*Your assignment:* For each line in the data that includes "derived", make a copy.

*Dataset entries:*

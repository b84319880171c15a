//! Shadow Builder
//!
//! Produces the `<name>_new` copy of each view under one of three
//! strategies: a local union of the live and static feeds deduplicated by
//! identity columns, a literal-value materialization of an external
//! analytics result, or a templated query over other views' shadow copies.

use std::cmp::Ordering;

use serde_json::Value;
use sha2::{Digest, Sha256};

use crate::dune::FetchedTable;
use crate::error::{RefreshError, RefreshResult};
use crate::registry::{RefreshStrategy, ViewDefinition};
use crate::template::{QueryTemplate, ShadowMap};

/// Key tuple that fixes row order before sequence numbers are assigned
const FETCH_SORT_KEY: [&str; 4] = ["tx_timestamp", "role", "address", "gmv"];

/// Columns hashed (with the sequence number) into `event_signature`
const SIGNATURE_COLUMNS: [&str; 5] = ["tx_timestamp", "tx_hash", "address", "gmv", "role"];

/// Statements building a local-union shadow copy.
///
/// The live feed and the static snapshot carry the same logical entity;
/// when both have a row for one identity, the live row wins. The static
/// snapshot only fills gaps where live data is absent.
pub fn local_union_statements(view: &ViewDefinition) -> RefreshResult<Vec<String>> {
    let (live_source, static_source, partition) = match &view.strategy {
        RefreshStrategy::LocalUnion {
            live_source,
            static_source,
            excluded_partition,
        } => (live_source, static_source, excluded_partition),
        _ => {
            return Err(RefreshError::Config(format!(
                "view '{}' does not use the local-union strategy",
                view.name
            )))
        }
    };

    let identity = view.identity_columns.join(", ");
    let ordering = view
        .ordering_hint
        .as_deref()
        .map(|hint| format!("\nORDER BY {}", hint))
        .unwrap_or_default();

    let select = format!(
        "WITH ranked_data AS (
    SELECT *,
           ROW_NUMBER() OVER (
               PARTITION BY {identity}
               ORDER BY CASE
                   WHEN source = 'live' THEN 1
                   WHEN source = 'static' THEN 2
               END
           ) AS row_num
    FROM (
        (SELECT *, 'live' AS source
         FROM {live}.{name}
         WHERE {column} != {value})
        UNION ALL
        (SELECT *, 'static' AS source
         FROM {static_src}.{name}
         WHERE {column} != {value})
    ) combined_data
)
SELECT * FROM ranked_data WHERE row_num = 1{ordering};",
        identity = identity,
        live = live_source,
        static_src = static_source,
        name = view.name,
        column = partition.column,
        value = partition.value,
        ordering = ordering,
    );

    Ok(vec![
        format!("DROP MATERIALIZED VIEW IF EXISTS {} CASCADE;", view.shadow()),
        format!("CREATE MATERIALIZED VIEW {} AS\n{}", view.shadow(), select),
    ])
}

/// Statements materializing an external fetch result as a literal-value
/// shadow copy.
///
/// Rows are sorted by a fixed key tuple for determinism, numbered, and
/// given a derived `event_signature` identity since the source has no
/// natural primary key.
pub fn external_fetch_statements(
    view: &ViewDefinition,
    table: &FetchedTable,
) -> RefreshResult<Vec<String>> {
    let mut rows: Vec<&serde_json::Map<String, Value>> = table.rows.iter().collect();
    rows.sort_by(|a, b| {
        FETCH_SORT_KEY
            .iter()
            .map(|&key| compare_values(field(a, key), field(b, key)))
            .find(|ord| *ord != Ordering::Equal)
            .unwrap_or(Ordering::Equal)
    });

    let mut value_rows = Vec::with_capacity(rows.len());
    for (i, row) in rows.iter().enumerate() {
        let row_number = i + 1;
        let signature = event_signature(row, row_number);
        let mut literals: Vec<String> = table
            .columns
            .iter()
            .map(|column| sql_literal(field(row, column)))
            .collect();
        literals.push(row_number.to_string());
        literals.push(format!("'{}'", signature));
        value_rows.push(format!("({})", literals.join(", ")));
    }

    let mut columns: Vec<String> = table.columns.iter().map(|c| quote_ident(c)).collect();
    columns.push(quote_ident("row_number"));
    columns.push(quote_ident("event_signature"));

    Ok(vec![
        format!("DROP MATERIALIZED VIEW IF EXISTS {} CASCADE;", view.shadow()),
        format!(
            "CREATE MATERIALIZED VIEW {} AS\nSELECT * FROM (\n    VALUES {}\n) AS t({});",
            view.shadow(),
            value_rows.join(",\n           "),
            columns.join(", "),
        ),
    ])
}

/// Statements building a dependent view from its resolved template.
pub fn templated_statements(
    view: &ViewDefinition,
    template: &QueryTemplate,
    shadows: &ShadowMap,
) -> RefreshResult<Vec<String>> {
    let substitution = match &view.strategy {
        RefreshStrategy::TemplatedQuery { substitution, .. } => *substitution,
        _ => {
            return Err(RefreshError::Config(format!(
                "view '{}' does not use the templated-query strategy",
                view.name
            )))
        }
    };

    let query = template.resolve(substitution, shadows)?;
    Ok(vec![
        format!("DROP MATERIALIZED VIEW IF EXISTS {} CASCADE;", view.shadow()),
        format!(
            "CREATE MATERIALIZED VIEW {} AS\n{}",
            view.shadow(),
            query.trim_end().trim_end_matches(';')
        ) + ";",
    ])
}

/// Stable identity for an external row: sha256 over a fixed column
/// subset plus the row's sequence number.
fn event_signature(row: &serde_json::Map<String, Value>, row_number: usize) -> String {
    let mut hasher = Sha256::new();
    for column in SIGNATURE_COLUMNS {
        hasher.update(render_scalar(field(row, column)).as_bytes());
    }
    hasher.update(row_number.to_string().as_bytes());
    format!("{:x}", hasher.finalize())
}

static NULL: Value = Value::Null;

fn field<'a>(row: &'a serde_json::Map<String, Value>, key: &str) -> &'a Value {
    row.get(key).unwrap_or(&NULL)
}

fn compare_values(a: &Value, b: &Value) -> Ordering {
    match (a, b) {
        (Value::Null, Value::Null) => Ordering::Equal,
        (Value::Null, _) => Ordering::Less,
        (_, Value::Null) => Ordering::Greater,
        (Value::Number(x), Value::Number(y)) => x
            .as_f64()
            .partial_cmp(&y.as_f64())
            .unwrap_or(Ordering::Equal),
        (Value::String(x), Value::String(y)) => x.cmp(y),
        _ => render_scalar(a).cmp(&render_scalar(b)),
    }
}

/// Plain-text rendering used for sorting fallbacks and signature input
fn render_scalar(value: &Value) -> String {
    match value {
        Value::Null => String::new(),
        Value::String(s) => s.clone(),
        Value::Number(n) => n.to_string(),
        Value::Bool(b) => b.to_string(),
        other => other.to_string(),
    }
}

/// SQL literal rendering for the VALUES materialization
fn sql_literal(value: &Value) -> String {
    match value {
        Value::Null => "NULL".to_string(),
        Value::Bool(true) => "TRUE".to_string(),
        Value::Bool(false) => "FALSE".to_string(),
        Value::Number(n) => n.to_string(),
        Value::String(s) => format!("'{}'", s.replace('\'', "''")),
        other => format!("'{}'", other.to_string().replace('\'', "''")),
    }
}

fn quote_ident(name: &str) -> String {
    format!("\"{}\"", name.replace('"', "\"\""))
}

#[cfg(test)]
mod tests {
    use super::*;
    use crate::registry::{PartitionFilter, ViewKind};
    use pretty_assertions::assert_eq;
    use serde_json::json;
    use std::path::PathBuf;

    fn union_view() -> ViewDefinition {
        ViewDefinition {
            name: "donations".to_string(),
            kind: ViewKind::Base,
            schema: "public".to_string(),
            identity_columns: vec!["id".to_string()],
            ordering_hint: Some("id DESC".to_string()),
            amount_expression: Some("amount_in_usd".to_string()),
            strategy: RefreshStrategy::LocalUnion {
                live_source: "indexer".to_string(),
                static_source: "static_indexer_chain_data_75".to_string(),
                excluded_partition: PartitionFilter {
                    column: "chain_id".to_string(),
                    value: 11_155_111,
                },
            },
        }
    }

    fn fetch_view() -> ViewDefinition {
        ViewDefinition {
            name: "allov2_distribution_events_for_leaderboard".to_string(),
            kind: ViewKind::Base,
            schema: "public".to_string(),
            identity_columns: vec!["tx_timestamp".to_string(), "event_signature".to_string()],
            ordering_hint: None,
            amount_expression: None,
            strategy: RefreshStrategy::ExternalFetch { query_id: 4_118_421 },
        }
    }

    fn row(ts: &str, tx_hash: &str, address: &str, gmv: f64, role: &str) -> serde_json::Map<String, Value> {
        json!({
            "tx_timestamp": ts,
            "tx_hash": tx_hash,
            "address": address,
            "gmv": gmv,
            "role": role,
        })
        .as_object()
        .unwrap()
        .clone()
    }

    fn table(rows: Vec<serde_json::Map<String, Value>>) -> FetchedTable {
        FetchedTable {
            columns: vec![
                "tx_timestamp".to_string(),
                "tx_hash".to_string(),
                "address".to_string(),
                "gmv".to_string(),
                "role".to_string(),
            ],
            rows,
        }
    }

    #[test]
    fn test_local_union_ranks_live_feed_over_static() {
        let statements = local_union_statements(&union_view()).unwrap();
        assert_eq!(statements.len(), 2);
        assert!(statements[0].contains("DROP MATERIALIZED VIEW IF EXISTS public.donations_new"));

        let create = &statements[1];
        assert!(create.contains("CREATE MATERIALIZED VIEW public.donations_new"));
        assert!(create.contains("PARTITION BY id"));
        // Live rows rank first within an identity group, and only the
        // top-ranked row survives.
        assert!(create.contains("WHEN source = 'live' THEN 1"));
        assert!(create.contains("WHEN source = 'static' THEN 2"));
        assert!(create.contains("WHERE row_num = 1"));
        assert!(create.contains("FROM indexer.donations"));
        assert!(create.contains("FROM static_indexer_chain_data_75.donations"));
        assert!(create.contains("ORDER BY id DESC"));
    }

    #[test]
    fn test_local_union_excludes_partition_from_both_feeds() {
        let statements = local_union_statements(&union_view()).unwrap();
        let filters = statements[1].matches("chain_id != 11155111").count();
        assert_eq!(filters, 2);
    }

    #[test]
    fn test_local_union_rejects_other_strategies() {
        let err = local_union_statements(&fetch_view()).unwrap_err();
        assert!(matches!(err, RefreshError::Config(_)));
    }

    #[test]
    fn test_external_fetch_is_deterministic_across_input_order() {
        let a = row("2024-10-01", "0xaa", "0x01", 10.0, "grantee");
        let b = row("2024-10-02", "0xbb", "0x02", 20.0, "donor");
        let c = row("2024-10-02", "0xcc", "0x03", 30.0, "donor");

        let forward = external_fetch_statements(
            &fetch_view(),
            &table(vec![a.clone(), b.clone(), c.clone()]),
        )
        .unwrap();
        let shuffled =
            external_fetch_statements(&fetch_view(), &table(vec![c, a, b])).unwrap();
        assert_eq!(forward, shuffled);
    }

    #[test]
    fn test_event_signature_determinism() {
        let r = row("2024-10-01", "0xaa", "0x01", 10.0, "grantee");
        assert_eq!(event_signature(&r, 1), event_signature(&r.clone(), 1));
        // Sequence position participates in the identity.
        assert_ne!(event_signature(&r, 1), event_signature(&r, 2));
    }

    #[test]
    fn test_external_fetch_adds_sequence_and_signature_columns() {
        let statements = external_fetch_statements(
            &fetch_view(),
            &table(vec![row("2024-10-01", "0xaa", "0x01", 10.0, "grantee")]),
        )
        .unwrap();
        let create = &statements[1];
        assert!(create.contains("\"row_number\", \"event_signature\""));
        assert!(create.contains("VALUES ('2024-10-01', '0xaa', '0x01', 10.0, 'grantee', 1, '"));
    }

    #[test]
    fn test_sql_literal_rendering() {
        assert_eq!(sql_literal(&json!("O'Brien")), "'O''Brien'");
        assert_eq!(sql_literal(&Value::Null), "NULL");
        assert_eq!(sql_literal(&json!(42)), "42");
        assert_eq!(sql_literal(&json!(true)), "TRUE");
    }

    #[test]
    fn test_templated_statements_resolve_references() {
        let view = ViewDefinition {
            name: "all_donations".to_string(),
            kind: ViewKind::Dependent,
            schema: "public".to_string(),
            identity_columns: Vec::new(),
            ordering_hint: None,
            amount_expression: Some("amount_in_usd".to_string()),
            strategy: RefreshStrategy::TemplatedQuery {
                template_path: PathBuf::from("all_donations.sql"),
                substitution: crate::template::SubstitutionMode::TokenRewrite,
            },
        };
        let template = QueryTemplate::parse(
            "SELECT * FROM donations d".to_string(),
            &["donations".to_string()],
        )
        .unwrap();
        let mut shadows = ShadowMap::new();
        shadows.insert("donations", "public");

        let statements = templated_statements(&view, &template, &shadows).unwrap();
        assert!(statements[1].contains("CREATE MATERIALIZED VIEW public.all_donations_new"));
        assert!(statements[1].contains("FROM public.donations_new d"));
    }
}
//! Error handling module
//!
//! Unified error taxonomy for a refresh run. Every variant except
//! `Validation` is fatal and aborts the run; `Validation` is only raised
//! when the strict pre-swap gate is enabled.

use thiserror::Error;

/// Application-wide error type
#[derive(Error, Debug)]
pub enum RefreshError {
    #[error("Configuration error: {0}")]
    Config(String),

    #[error("Connection error: {0}")]
    Connection(String),

    #[error("Database error: {0}")]
    Database(#[from] tokio_postgres::Error),

    #[error("Shadow build failed for view '{0}': {1}")]
    Build(String, String),

    #[error("External fetch failed: {0}")]
    ExternalFetch(String),

    #[error("Promotion swap failed: {0}")]
    Swap(String),

    #[error("Query template error: {0}")]
    Template(String),

    #[error("Validation failed: {0}")]
    Validation(String),
}

impl From<reqwest::Error> for RefreshError {
    fn from(e: reqwest::Error) -> Self {
        RefreshError::ExternalFetch(e.to_string())
    }
}

/// Result type alias used throughout the refresh pipeline
pub type RefreshResult<T> = Result<T, RefreshError>;
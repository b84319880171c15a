//! Refresh orchestrator
//!
//! Drives a full run: pre-cleanup, baseline capture, shadow builds in
//! dependency order, the uniqueness gate, the atomic swap, advisory
//! validation, and post-cleanup. Any fatal error aborts the run; safe
//! re-invocation is guaranteed by the idempotent pre-run cleanup.

use std::time::{Duration, Instant};

use chrono::{DateTime, Utc};
use tracing::{info, warn};
use uuid::Uuid;

use crate::cleanup;
use crate::config::Settings;
use crate::dune::DuneClient;
use crate::error::{RefreshError, RefreshResult};
use crate::indexes;
use crate::registry::{RefreshStrategy, Registry};
use crate::session::Session;
use crate::shadow;
use crate::swap::{self, RunPhase};
use crate::template::ShadowMap;
use crate::validate::{self, ViewOutcome};

/// Summary of a completed run
#[derive(Debug)]
pub struct RunReport {
    pub run_id: Uuid,
    pub started_at: DateTime<Utc>,
    pub duration: Duration,
    pub outcomes: Vec<ViewOutcome>,
}

/// The refresh orchestrator. One instance per process; `run` performs one
/// full refresh of the registered fleet.
pub struct Refresher {
    settings: Settings,
    registry: Registry,
}

impl Refresher {
    pub fn new(settings: Settings, registry: Registry) -> Self {
        Self { settings, registry }
    }

    pub async fn run(&self) -> RefreshResult<RunReport> {
        let run_id = Uuid::new_v4();
        let started_at = Utc::now();
        let start = Instant::now();
        info!(%run_id, views = self.registry.len(), "starting refresh run");

        let mut session =
            Session::connect(&self.settings.database, &self.settings.refresh).await?;
        let dune = DuneClient::new(&self.settings.dune)?;

        // Self-healing: remove shadow debris left by a previously failed run.
        session
            .execute_group("pre-run cleanup", &cleanup::pre_run_statements(&self.registry))
            .await?;

        let baselines = validate::capture_baselines(&session, &self.registry).await?;

        let mut phase = RunPhase::Building;
        info!(%run_id, %phase, "building shadow copies");
        let shadows = ShadowMap::from_registry(&self.registry);
        for view in self.registry.build_order() {
            info!(view = %view.name, shadow = %view.shadow(), "building shadow copy");
            let statements = match &view.strategy {
                RefreshStrategy::LocalUnion { .. } => shadow::local_union_statements(view)?,
                RefreshStrategy::ExternalFetch { query_id } => {
                    let table = dune.latest_result(*query_id).await?;
                    shadow::external_fetch_statements(view, &table)?
                }
                RefreshStrategy::TemplatedQuery { .. } => shadow::templated_statements(
                    view,
                    self.registry.template(&view.name)?,
                    &shadows,
                )?,
            };
            session
                .execute_group(&format!("build {}", view.name), &statements)
                .await
                .map_err(|e| RefreshError::Build(view.name.clone(), e.to_string()))?;

            // Uniqueness gate: bad data fails here, before promotion.
            if let Some(index) = indexes::unique_index_statement(view) {
                session
                    .execute_group(&format!("index {}", view.name), &[index])
                    .await
                    .map_err(|e| RefreshError::Build(view.name.clone(), e.to_string()))?;
            }
        }

        phase = phase.next();
        info!(%run_id, %phase, "all shadow copies built and indexed");

        if self.settings.refresh.strict_validation {
            validate::strict_gate(&session, &self.registry, &baselines).await?;
            info!(%run_id, "strict pre-swap validation passed");
        }

        phase = phase.next();
        info!(%run_id, %phase, "performing atomic swap of all views");
        session
            .execute_group("promotion swap", &swap::swap_statements(&self.registry))
            .await
            .map_err(|e| RefreshError::Swap(e.to_string()))?;

        phase = phase.next();
        info!(%run_id, %phase, "all views promoted");
        self.sentinel_check(&session, "post-swap").await;

        let outcomes = validate::compare_after_swap(&session, &self.registry, &baselines).await?;

        phase = phase.next();
        info!(%run_id, %phase, "dropping demoted copies");
        session
            .execute_group("post-run cleanup", &cleanup::post_run_statements(&self.registry))
            .await?;
        self.sentinel_check(&session, "post-cleanup").await;

        phase = phase.next();
        info!(%run_id, %phase, elapsed_secs = start.elapsed().as_secs_f64(), "refresh run complete");

        Ok(RunReport {
            run_id,
            started_at,
            duration: start.elapsed(),
            outcomes,
        })
    }

    /// Best-effort health log for the configured sentinel view.
    async fn sentinel_check(&self, session: &Session, stage: &str) {
        let Some((schema, name)) = &self.settings.refresh.sentinel_view else {
            return;
        };
        match session.matview_exists(schema, name).await {
            Ok(true) => match session.row_count(schema, name).await {
                Ok(rows) => {
                    info!(stage, view = %format!("{}.{}", schema, name), rows, "sentinel view healthy")
                }
                Err(e) => warn!(stage, "sentinel row count failed: {}", e),
            },
            Ok(false) => {
                warn!(stage, view = %format!("{}.{}", schema, name), "sentinel view does not exist")
            }
            Err(e) => warn!(stage, "sentinel existence check failed: {}", e),
        }
    }
}
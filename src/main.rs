//! viewswap - atomic shadow-swap refresher for PostgreSQL materialized views
//!
//! Rebuilds a fleet of derived views as `<name>_new` shadow copies, gates
//! them behind unique indexes, then promotes the whole fleet to live in a
//! single transaction. Consumers always see either the fully-previous or
//! fully-current version of every view.
//!
//! Configuration comes from the environment (see `config`); the binary is
//! a no-argument entry point intended to run from a scheduler that
//! guarantees one run at a time.

mod cleanup;
mod config;
mod dune;
mod error;
mod indexes;
mod refresh;
mod registry;
mod session;
mod shadow;
mod swap;
mod template;
mod validate;

use std::path::Path;

use tracing::{debug, error, info, warn};
use tracing_subscriber::{fmt, layer::SubscriberExt, util::SubscriberInitExt, EnvFilter};

use crate::config::Settings;
use crate::refresh::Refresher;
use crate::registry::Registry;
use crate::validate::TotalDelta;

#[tokio::main]
async fn main() -> anyhow::Result<()> {
    init_tracing();

    let settings = Settings::load()?;
    let registry = Registry::standard(Path::new(&settings.refresh.queries_dir))?;
    info!(views = registry.len(), "view registry validated");

    let refresher = Refresher::new(settings, registry);
    match refresher.run().await {
        Ok(report) => {
            for outcome in &report.outcomes {
                debug!(
                    view = %outcome.view,
                    old = ?outcome.old_total,
                    new = ?outcome.new_total,
                    "final totals"
                );
            }
            let regressions = report
                .outcomes
                .iter()
                .filter(|o| matches!(o.delta, Some(TotalDelta::Regressed)))
                .count();
            if regressions > 0 {
                warn!(regressions, "view totals decreased during this run");
            }
            info!(
                run_id = %report.run_id,
                started_at = %report.started_at,
                "total refresh time: {:.2}s",
                report.duration.as_secs_f64()
            );
            Ok(())
        }
        Err(e) => {
            error!("refresh run failed: {}", e);
            Err(e.into())
        }
    }
}

/// Initialize tracing with structured logging
fn init_tracing() {
    let env_filter =
        EnvFilter::try_from_default_env().unwrap_or_else(|_| EnvFilter::new("info,viewswap=debug"));

    tracing_subscriber::registry()
        .with(env_filter)
        .with(
            fmt::layer()
                .with_target(true)
                .with_level(true)
                .compact(),
        )
        .init();
}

*Answer box:*
/// given a derived `event_signature` identity since the source has no
//! Rebuilds a fleet of derived views as `<name>_new` shadow copies, gates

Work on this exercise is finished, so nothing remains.